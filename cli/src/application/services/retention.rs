//! Application version cleanup.
//!
//! Imports only from `crate::domain` and `crate::application::ports`.

use std::collections::HashSet;
use std::time::Duration;

use anyhow::{Context, Result};

use crate::application::ports::{EnvironmentApi, EnvironmentQuery, ProgressReporter, VersionApi};
use crate::domain::retention;

/// Pause after each deletion.
pub const DELETE_PAUSE: Duration = Duration::from_secs(2);

/// Delete versions beyond the newest `keep` that no live environment runs.
///
/// Returns the deleted labels, newest first.
///
/// # Errors
///
/// Returns the first platform error; versions deleted before it stay deleted.
pub async fn delete_unused_versions(
    platform: &(impl EnvironmentApi + VersionApi),
    reporter: &impl ProgressReporter,
    application: &str,
    keep: usize,
) -> Result<Vec<String>> {
    let versions = platform
        .describe_application_versions(application)
        .await
        .context("listing application versions")?;
    let environments = platform
        .describe_environments(&EnvironmentQuery {
            application,
            names: None,
            include_deleted: false,
        })
        .await
        .context("listing environments")?;
    let in_use: HashSet<String> = environments
        .into_iter()
        .filter_map(|e| e.version_label)
        .collect();

    let plan = retention::plan(&versions, &in_use, keep);
    for label in &plan.in_use {
        tracing::info!(version = %label, "keeping old version, still deployed");
    }
    if plan.delete.is_empty() {
        tracing::debug!(total = versions.len(), keep, "no versions to clean up");
        return Ok(Vec::new());
    }

    for label in &plan.delete {
        reporter.step(&format!("deleting version {label}..."));
        platform
            .delete_application_version(application, label)
            .await
            .with_context(|| format!("deleting version {label}"))?;
        tokio::time::sleep(DELETE_PAUSE).await;
    }
    reporter.success(&format!("deleted {} old version(s)", plan.delete.len()));
    Ok(plan.delete)
}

========

- Instructions to follow
Every entry needs to be written out again, exactly as given.

- Exercise answer
filename cli/src/application/services/retention.rs
//! Application version cleanup.
//!
//! Imports only from `crate::domain` and `crate::application::ports`.

use std::collections::HashSet;
use std::time::Duration;

use anyhow::{Context, Result};

use crate::application::ports::{EnvironmentApi, EnvironmentQuery, ProgressReporter, VersionApi};
use crate::domain::retention;

/// Pause after each deletion.
pub const DELETE_PAUSE: Duration = Duration::from_secs(2);

/// Delete versions beyond the newest `keep` that no live environment runs.
///
/// Returns the deleted labels, newest first.
///
/// # Errors
///
/// Returns the first platform error; versions deleted before it stay deleted.
pub async fn delete_unused_versions(
    platform: &(impl EnvironmentApi + VersionApi),
    reporter: &impl ProgressReporter,
    application: &str,
    keep: usize,
) -> Result<Vec<String>> {
    let versions = platform
        .describe_application_versions(application)
        .await
        .context("listing application versions")?;
    let environments = platform
        .describe_environments(&EnvironmentQuery {
            application,
            names: None,
            include_deleted: false,
        })
        .await
        .context("listing environments")?;
    let in_use: HashSet<String> = environments
        .into_iter()
        .filter_map(|e| e.version_label)
        .collect();

    let plan = retention::plan(&versions, &in_use, keep);
    for label in &plan.in_use {
        tracing::info!(version = %label, "keeping old version, still deployed");
    }
    if plan.delete.is_empty() {
        tracing::debug!(total = versions.len(), keep, "no versions to clean up");
        return Ok(Vec::new());
    }

    for label in &plan.delete {
        reporter.step(&format!("deleting version {label}..."));
        platform
            .delete_application_version(application, label)
            .await
            .with_context(|| format!("deleting version {label}"))?;
        tokio::time::sleep(DELETE_PAUSE).await;
    }
    reporter.success(&format!("deleted {} old version(s)", plan.delete.len()));
    Ok(plan.delete)
}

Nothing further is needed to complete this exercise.